### Prompt
Give again, unaltered, the lines of the listing below that run from the line having "const EXT_TOKEN: &str" through the line having "extension are substituted".

### Data records
========================
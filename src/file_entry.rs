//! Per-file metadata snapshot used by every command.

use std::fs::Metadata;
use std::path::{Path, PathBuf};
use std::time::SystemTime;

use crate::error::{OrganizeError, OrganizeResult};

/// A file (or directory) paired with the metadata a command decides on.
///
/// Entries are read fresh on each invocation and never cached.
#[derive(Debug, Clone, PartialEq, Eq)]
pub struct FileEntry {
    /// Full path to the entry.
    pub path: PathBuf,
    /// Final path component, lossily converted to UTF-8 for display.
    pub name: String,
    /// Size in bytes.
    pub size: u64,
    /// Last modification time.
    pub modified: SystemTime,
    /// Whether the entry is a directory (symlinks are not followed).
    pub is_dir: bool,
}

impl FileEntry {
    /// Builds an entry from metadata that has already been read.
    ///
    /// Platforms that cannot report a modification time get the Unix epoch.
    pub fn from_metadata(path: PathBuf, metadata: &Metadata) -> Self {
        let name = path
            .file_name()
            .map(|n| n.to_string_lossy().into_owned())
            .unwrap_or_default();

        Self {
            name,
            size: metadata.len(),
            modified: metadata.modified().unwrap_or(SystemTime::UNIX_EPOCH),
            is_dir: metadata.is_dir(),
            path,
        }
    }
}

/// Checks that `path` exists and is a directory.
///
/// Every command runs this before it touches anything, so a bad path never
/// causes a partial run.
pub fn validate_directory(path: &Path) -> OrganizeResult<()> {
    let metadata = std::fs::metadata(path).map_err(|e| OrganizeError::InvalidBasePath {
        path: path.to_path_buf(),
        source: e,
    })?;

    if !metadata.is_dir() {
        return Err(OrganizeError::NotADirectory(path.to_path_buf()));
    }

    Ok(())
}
========================
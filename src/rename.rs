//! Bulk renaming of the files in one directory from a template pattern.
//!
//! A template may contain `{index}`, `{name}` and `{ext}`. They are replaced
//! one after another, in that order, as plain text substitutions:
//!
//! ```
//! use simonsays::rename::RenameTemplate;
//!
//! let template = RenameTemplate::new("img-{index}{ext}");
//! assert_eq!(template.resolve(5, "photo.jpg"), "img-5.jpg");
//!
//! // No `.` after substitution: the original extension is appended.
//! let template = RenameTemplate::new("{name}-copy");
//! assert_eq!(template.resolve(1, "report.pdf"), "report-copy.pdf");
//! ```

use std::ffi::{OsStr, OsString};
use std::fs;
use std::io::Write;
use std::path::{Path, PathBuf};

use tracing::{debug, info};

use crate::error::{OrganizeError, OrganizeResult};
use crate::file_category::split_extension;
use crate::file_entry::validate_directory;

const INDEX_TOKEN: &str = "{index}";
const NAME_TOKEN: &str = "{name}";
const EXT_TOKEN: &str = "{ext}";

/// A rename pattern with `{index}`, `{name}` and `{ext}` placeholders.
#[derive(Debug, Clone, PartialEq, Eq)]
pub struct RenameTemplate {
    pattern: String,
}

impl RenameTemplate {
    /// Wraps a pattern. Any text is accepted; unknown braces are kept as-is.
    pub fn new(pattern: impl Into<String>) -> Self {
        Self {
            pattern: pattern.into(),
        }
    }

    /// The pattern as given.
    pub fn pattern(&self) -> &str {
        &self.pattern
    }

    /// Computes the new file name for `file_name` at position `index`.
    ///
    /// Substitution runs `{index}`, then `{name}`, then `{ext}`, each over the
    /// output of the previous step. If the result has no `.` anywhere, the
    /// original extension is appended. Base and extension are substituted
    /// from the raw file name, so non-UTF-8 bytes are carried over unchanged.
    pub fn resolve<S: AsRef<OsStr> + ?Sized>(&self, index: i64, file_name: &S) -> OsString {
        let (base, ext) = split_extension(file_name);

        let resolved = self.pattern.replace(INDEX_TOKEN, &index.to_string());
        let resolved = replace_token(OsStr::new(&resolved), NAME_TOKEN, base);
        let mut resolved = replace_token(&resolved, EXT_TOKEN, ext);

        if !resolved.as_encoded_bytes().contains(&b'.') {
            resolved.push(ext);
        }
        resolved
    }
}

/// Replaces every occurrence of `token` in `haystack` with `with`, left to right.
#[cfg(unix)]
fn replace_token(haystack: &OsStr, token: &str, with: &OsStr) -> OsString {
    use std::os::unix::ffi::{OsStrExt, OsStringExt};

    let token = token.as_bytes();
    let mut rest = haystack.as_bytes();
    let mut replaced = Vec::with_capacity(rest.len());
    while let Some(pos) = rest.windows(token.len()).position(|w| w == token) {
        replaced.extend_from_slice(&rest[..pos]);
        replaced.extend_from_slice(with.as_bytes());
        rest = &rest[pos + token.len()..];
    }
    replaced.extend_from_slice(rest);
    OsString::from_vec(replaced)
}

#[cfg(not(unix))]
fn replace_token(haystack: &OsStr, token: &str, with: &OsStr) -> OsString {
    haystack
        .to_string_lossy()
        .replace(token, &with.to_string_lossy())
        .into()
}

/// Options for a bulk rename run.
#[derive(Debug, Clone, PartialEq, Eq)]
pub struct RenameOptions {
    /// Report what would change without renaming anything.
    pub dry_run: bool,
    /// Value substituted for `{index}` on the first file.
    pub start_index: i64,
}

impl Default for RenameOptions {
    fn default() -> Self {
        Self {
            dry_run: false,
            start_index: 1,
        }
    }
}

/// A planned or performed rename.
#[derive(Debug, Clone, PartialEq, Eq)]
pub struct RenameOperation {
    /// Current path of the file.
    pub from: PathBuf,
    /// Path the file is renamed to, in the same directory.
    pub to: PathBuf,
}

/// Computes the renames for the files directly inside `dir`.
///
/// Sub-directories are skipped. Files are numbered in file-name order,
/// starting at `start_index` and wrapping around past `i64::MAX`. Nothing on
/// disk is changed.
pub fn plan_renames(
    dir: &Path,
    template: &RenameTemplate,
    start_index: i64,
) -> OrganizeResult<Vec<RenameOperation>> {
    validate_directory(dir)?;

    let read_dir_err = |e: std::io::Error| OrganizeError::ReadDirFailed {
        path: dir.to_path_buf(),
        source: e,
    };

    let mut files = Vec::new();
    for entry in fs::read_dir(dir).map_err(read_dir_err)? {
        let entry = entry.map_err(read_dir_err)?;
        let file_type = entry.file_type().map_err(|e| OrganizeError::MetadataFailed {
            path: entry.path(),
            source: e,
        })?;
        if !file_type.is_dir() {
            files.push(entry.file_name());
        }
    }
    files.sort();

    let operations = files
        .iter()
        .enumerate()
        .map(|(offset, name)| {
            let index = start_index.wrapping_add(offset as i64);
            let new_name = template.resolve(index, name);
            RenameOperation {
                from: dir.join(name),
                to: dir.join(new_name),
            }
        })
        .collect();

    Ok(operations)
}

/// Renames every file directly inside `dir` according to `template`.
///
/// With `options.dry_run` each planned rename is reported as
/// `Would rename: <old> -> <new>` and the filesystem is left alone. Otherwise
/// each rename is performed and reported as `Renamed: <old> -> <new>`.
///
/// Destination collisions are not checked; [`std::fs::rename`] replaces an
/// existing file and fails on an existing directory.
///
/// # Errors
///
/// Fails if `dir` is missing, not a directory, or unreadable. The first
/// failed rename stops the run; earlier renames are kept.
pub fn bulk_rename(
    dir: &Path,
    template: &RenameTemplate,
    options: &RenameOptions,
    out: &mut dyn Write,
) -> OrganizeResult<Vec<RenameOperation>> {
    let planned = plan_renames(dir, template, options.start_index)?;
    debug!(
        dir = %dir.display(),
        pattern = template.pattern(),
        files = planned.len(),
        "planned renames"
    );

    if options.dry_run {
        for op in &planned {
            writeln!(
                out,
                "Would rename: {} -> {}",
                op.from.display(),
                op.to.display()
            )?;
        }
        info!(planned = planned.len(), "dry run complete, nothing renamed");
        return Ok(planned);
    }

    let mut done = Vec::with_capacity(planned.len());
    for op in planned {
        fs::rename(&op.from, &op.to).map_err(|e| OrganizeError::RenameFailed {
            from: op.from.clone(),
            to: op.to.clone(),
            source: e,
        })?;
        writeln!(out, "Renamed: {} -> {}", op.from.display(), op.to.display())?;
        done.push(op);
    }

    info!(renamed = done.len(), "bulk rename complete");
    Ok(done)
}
========================
### Expected answer
const EXT_TOKEN: &str = "{ext}";

/// A rename pattern with `{index}`, `{name}` and `{ext}` placeholders.
#[derive(Debug, Clone, PartialEq, Eq)]
pub struct RenameTemplate {
    pattern: String,
}

impl RenameTemplate {
    /// Wraps a pattern. Any text is accepted; unknown braces are kept as-is.
    pub fn new(pattern: impl Into<String>) -> Self {
        Self {
            pattern: pattern.into(),
        }
    }

    /// The pattern as given.
    pub fn pattern(&self) -> &str {
        &self.pattern
    }

    /// Computes the new file name for `file_name` at position `index`.
    ///
    /// Substitution runs `{index}`, then `{name}`, then `{ext}`, each over the
    /// output of the previous step. If the result has no `.` anywhere, the
    /// original extension is appended. Base and extension are substituted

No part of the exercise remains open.